The ISO Secretary General, Mr Alan Bryden was in India in December 2007 and I had asked him what he thought of the controversy surrounding the OOXML process. His answer was that ISO is a democratic organization and it will emerge stronger from this controversy. Very glib answer but an absolute and shameful lie. Just two months after Mr. Bryden's false statement ISO held a Ballot Resoution Meeting held under such apalling circumstances that we (the LITD15 committee of Bureau of Indian Standards) were forced to send a set of suggestions to ISO on how the BRM should be conducted. As we Indians are wont to do, the letter was exceedingly polite, but in retrospect, this politeness is wasted on the mafia that runs ISO.

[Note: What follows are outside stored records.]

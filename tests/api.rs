// Router-level tests driven through tower's oneshot.

mod common;

use std::sync::Arc;

use axum::body::{to_bytes, Body};
use axum::http::{header, Request, StatusCode};
use axum::Router;
use common::{memory_pool, read_fixture};
use ootp_tournament_stats::api::create_router;
use ootp_tournament_stats::api::handlers::AppState;
use ootp_tournament_stats::config::AppConfig;
use serde_json::Value;
use tower::ServiceExt;

const PASSWORD: &str = "let-me-in";

fn app_with(config: AppConfig) -> Router {
    let state = Arc::new(AppState {
        pool: memory_pool(),
        config,
    });
    create_router(state)
}

fn app() -> Router {
    let mut config = AppConfig::default();
    config.upload.password = Some(PASSWORD.to_string());
    app_with(config)
}

async fn send(app: &Router, request: Request<Body>) -> (StatusCode, Value) {
    let response = app.clone().oneshot(request).await.unwrap();
    let status = response.status();
    let bytes = to_bytes(response.into_body(), usize::MAX).await.unwrap();
    let body = serde_json::from_slice(&bytes).unwrap_or(Value::Null);
    (status, body)
}

fn create_request(name: &str, password: Option<&str>) -> Request<Body> {
    let mut builder = Request::builder()
        .method("POST")
        .uri("/api/tournaments")
        .header(header::CONTENT_TYPE, "application/json");
    if let Some(password) = password {
        builder = builder.header("x-upload-password", password);
    }
    builder
        .body(Body::from(format!(r#"{{"name":"{}"}}"#, name)))
        .unwrap()
}

fn upload_request(id: i64, filename: &str, csv: String) -> Request<Body> {
    Request::builder()
        .method("POST")
        .uri(format!("/api/tournaments/{}/uploads?filename={}", id, filename))
        .header("x-upload-password", PASSWORD)
        .body(Body::from(csv))
        .unwrap()
}

#[tokio::test]
async fn lists_no_tournaments_initially() {
    let app = app();
    let (status, body) = send(&app, Request::get("/api/tournaments").body(Body::empty()).unwrap()).await;

    assert_eq!(status, StatusCode::OK);
    assert_eq!(body, serde_json::json!([]));
}

#[tokio::test]
async fn creating_requires_the_password() {
    let app = app();

    let (status, _) = send(&app, create_request("Summer Cup", None)).await;
    assert_eq!(status, StatusCode::UNAUTHORIZED);

    let (status, body) = send(&app, create_request("Summer Cup", Some("wrong"))).await;
    assert_eq!(status, StatusCode::UNAUTHORIZED);
    assert_eq!(body["success"], false);
}

#[tokio::test]
async fn upload_then_view_sorted_roster() {
    let app = app();
    let (status, created) = send(&app, create_request("Summer Cup", Some(PASSWORD))).await;
    assert_eq!(status, StatusCode::CREATED);
    let id = created["id"].as_i64().unwrap();

    let (status, report) = send(&app, upload_request(id, "week1.csv", read_fixture("batting_week1.csv"))).await;
    assert_eq!(status, StatusCode::OK);
    assert_eq!(report["kind"], "batting");
    assert_eq!(report["playersAdded"], 2);

    let (status, report) = send(&app, upload_request(id, "again.csv", read_fixture("batting_week1.csv"))).await;
    assert_eq!(status, StatusCode::CONFLICT);
    assert_eq!(report["category"], "duplicate_file");

    let uri = format!("/api/tournaments/{}?kind=batting&sort_by=AVG&order=desc", id);
    let (status, detail) = send(&app, Request::get(uri).body(Body::empty()).unwrap()).await;
    assert_eq!(status, StatusCode::OK);
    assert_eq!(detail["uploadCount"], 1);
    assert!(detail.get("pitching").is_none());
    assert_eq!(detail["batting"][0]["name"], "Jones");
    assert_eq!(detail["batting"][1]["name"], "Smith");
}

#[tokio::test]
async fn upload_rejects_non_csv_names() {
    let app = app();
    let (_, created) = send(&app, create_request("Summer Cup", Some(PASSWORD))).await;
    let id = created["id"].as_i64().unwrap();

    let (status, body) = send(&app, upload_request(id, "stats.txt", read_fixture("batting_week1.csv"))).await;
    assert_eq!(status, StatusCode::BAD_REQUEST);
    assert_eq!(body["category"], "invalid_file_type");
}

#[tokio::test]
async fn deleting_removes_the_tournament() {
    let app = app();
    let (_, created) = send(&app, create_request("Summer Cup", Some(PASSWORD))).await;
    let id = created["id"].as_i64().unwrap();

    let delete = Request::delete(format!("/api/tournaments/{}", id))
        .header("x-upload-password", PASSWORD)
        .body(Body::empty())
        .unwrap();
    let (status, _) = send(&app, delete).await;
    assert_eq!(status, StatusCode::NO_CONTENT);

    let (status, _) = send(&app, Request::get(format!("/api/tournaments/{}", id)).body(Body::empty()).unwrap()).await;
    assert_eq!(status, StatusCode::NOT_FOUND);
}

#[tokio::test]
async fn empty_leaderboard_reads() {
    let app = app();

    let (status, body) = send(&app, Request::get("/api/leaderboard?mode=weekly").body(Body::empty()).unwrap()).await;
    assert_eq!(status, StatusCode::OK);
    assert_eq!(body["mode"], "weekly");
    assert_eq!(body["periodKey"], Value::Null);
    assert_eq!(body["entries"], serde_json::json!([]));

    let (status, body) = send(&app, Request::get("/api/leaderboard/all-time").body(Body::empty()).unwrap()).await;
    assert_eq!(status, StatusCode::OK);
    assert_eq!(body, serde_json::json!([]));
}

#[tokio::test]
async fn production_trigger_requires_credentials() {
    let mut config = AppConfig::default();
    config.server.environment = "production".to_string();
    config.server.cron_secret = Some("s3cret".to_string());
    let app = app_with(config);

    let (status, body) = send(&app, Request::get("/api/cron/leaderboard").body(Body::empty()).unwrap()).await;
    assert_eq!(status, StatusCode::UNAUTHORIZED);
    assert_eq!(body["success"], false);
}

#[tokio::test]
async fn trigger_failures_are_reported_as_json() {
    // development and no feed configured: runs dry and fails at the fetch step
    let app = app();

    let (status, body) = send(&app, Request::get("/api/cron/leaderboard").body(Body::empty()).unwrap()).await;
    assert_eq!(status, StatusCode::INTERNAL_SERVER_ERROR);
    assert_eq!(body["success"], false);
    assert!(body["error"].as_str().unwrap().contains("LEADERBOARD_SOURCE_URL"));
}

The larger question for for policy makers in emerging markets is : Who exactly is ISO/IEC answerable to? If they interpret the rules and game the system to accommodate a big, powerful corporate interest, then maybe it is time that emerging economies created a standards body of their own with transparent governance structures and a firm commitment to royalty-free open standards. The only way that emerging countries can protect themselves against naked greed and avarice of a corporate entity in quest of super-profits and the institutions they have captured is to collaborate with each other to ensure justice. We must also send out a strong message to these greedy corporations that we have zero tolerance for such attempts at digital colonization.

We Indians have had enough of the East India Companies looting our country, and leaving a trail of bloodshed, poverty and famine behind. We have had enough of India being a soft state. If these companies want to sell in India, they better follow Indian rules and obey Indian laws and stop acting against the interests of the people of India. If you think those are harsh words, I'd recommend reading Prof.DB Phatak's blog and his detailed commentary on Microsoft's activities around OOXML. As they say, there is no smoke without fire and if a respected professor like Prof.Phatak is so furious, imagine what caused it.

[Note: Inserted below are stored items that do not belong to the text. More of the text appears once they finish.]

use anyhow::{Context, Result};
use r2d2_sqlite::SqliteConnectionManager;

pub type DbPool = r2d2::Pool<SqliteConnectionManager>;
pub type DbConn = r2d2::PooledConnection<SqliteConnectionManager>;

pub fn create_pool(database_path: &str) -> Result<DbPool> {
    let manager = SqliteConnectionManager::file(database_path)
        .with_init(|conn| conn.execute_batch("PRAGMA foreign_keys = ON; PRAGMA busy_timeout = 5000;"));
    r2d2::Pool::builder()
        .build(manager)
        .with_context(|| format!("Failed to create database pool for {}", database_path))
}

/// Single-connection pool over an in-memory database; every checkout sees
/// the same data.
pub fn create_memory_pool() -> Result<DbPool> {
    r2d2::Pool::builder()
        .max_size(1)
        .build(SqliteConnectionManager::memory())
        .context("Failed to create in-memory database pool")
}

pub fn get_connection(pool: &DbPool) -> Result<DbConn> {
    pool.get()
        .context("Failed to get database connection from pool")
}
use anyhow::{Context, Result};
use chrono::NaiveDateTime;
use rusqlite::{params, Connection, OptionalExtension};

use super::connection::DbConn;
use crate::leaderboard::{accumulate, AllTimeRecord, PointsAward};

const SELECT_RECORD: &str =
    "SELECT username, total_points, weeks_participated, best_finish, last_updated FROM all_time_points";

pub fn find_by_username(conn: &mut DbConn, username: &str) -> Result<Option<AllTimeRecord>> {
    find_record(conn, username)
}

/// Highest total first
pub fn list_all(conn: &mut DbConn) -> Result<Vec<AllTimeRecord>> {
    let sql = format!(
        "{} ORDER BY total_points DESC, best_finish ASC, username ASC",
        SELECT_RECORD
    );

    let mut stmt = conn.prepare(&sql)?;
    let rows = stmt
        .query_map([], parse_record_row)?
        .collect::<rusqlite::Result<Vec<_>>>()
        .context("Failed to list all-time points")?;

    Ok(rows)
}

/// Read, accumulate and write every award inside a single transaction.
///
/// Running this twice for the same period awards the points twice; nothing
/// records which period a record was last credited for.
pub fn apply_awards(
    conn: &mut DbConn,
    awards: &[PointsAward],
    now: NaiveDateTime,
) -> Result<Vec<AllTimeRecord>> {
    let tx = conn
        .transaction()
        .context("Failed to start all-time points transaction")?;
    let mut updated = Vec::with_capacity(awards.len());

    for award in awards {
        let existing = find_record(&tx, &award.username)?;
        let record = accumulate(existing, award, now);
        upsert_record(&tx, &record)?;
        updated.push(record);
    }

    tx.commit()
        .context("Failed to commit all-time points transaction")?;
    Ok(updated)
}

fn find_record(conn: &Connection, username: &str) -> Result<Option<AllTimeRecord>> {
    let sql = format!("{} WHERE username = ?1", SELECT_RECORD);

    conn.query_row(&sql, params![username], parse_record_row)
        .optional()
        .with_context(|| format!("Failed to query all-time points for {}", username))
}

fn upsert_record(conn: &Connection, record: &AllTimeRecord) -> Result<()> {
    let sql = "INSERT INTO all_time_points (username, total_points, weeks_participated, best_finish, last_updated) VALUES (?1, ?2, ?3, ?4, ?5) ON CONFLICT(username) DO UPDATE SET total_points = excluded.total_points, weeks_participated = excluded.weeks_participated, best_finish = excluded.best_finish, last_updated = excluded.last_updated";

    conn.execute(
        sql,
        params![
            record.username,
            record.total_points,
            record.weeks_participated,
            record.best_finish,
            record.last_updated
        ],
    )
    .with_context(|| format!("Failed to save all-time points for {}", record.username))?;
    Ok(())
}

fn parse_record_row(row: &rusqlite::Row) -> rusqlite::Result<AllTimeRecord> {
    Ok(AllTimeRecord {
        username: row.get(0)?,
        total_points: row.get(1)?,
        weeks_participated: row.get(2)?,
        best_finish: row.get(3)?,
        last_updated: row.get(4)?,
    })
}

Creating an alternate standards organization will be an exceedingly tough task, but standards are not an area where compromises can be tolerated. Standards govern our lives in a million different ways and the common man and woman deserve to have their standards created in an open, transparent manner that benefits everyone.

Let me know what you think of the idea of creating an open standards organization for the benefit of the emerging economies.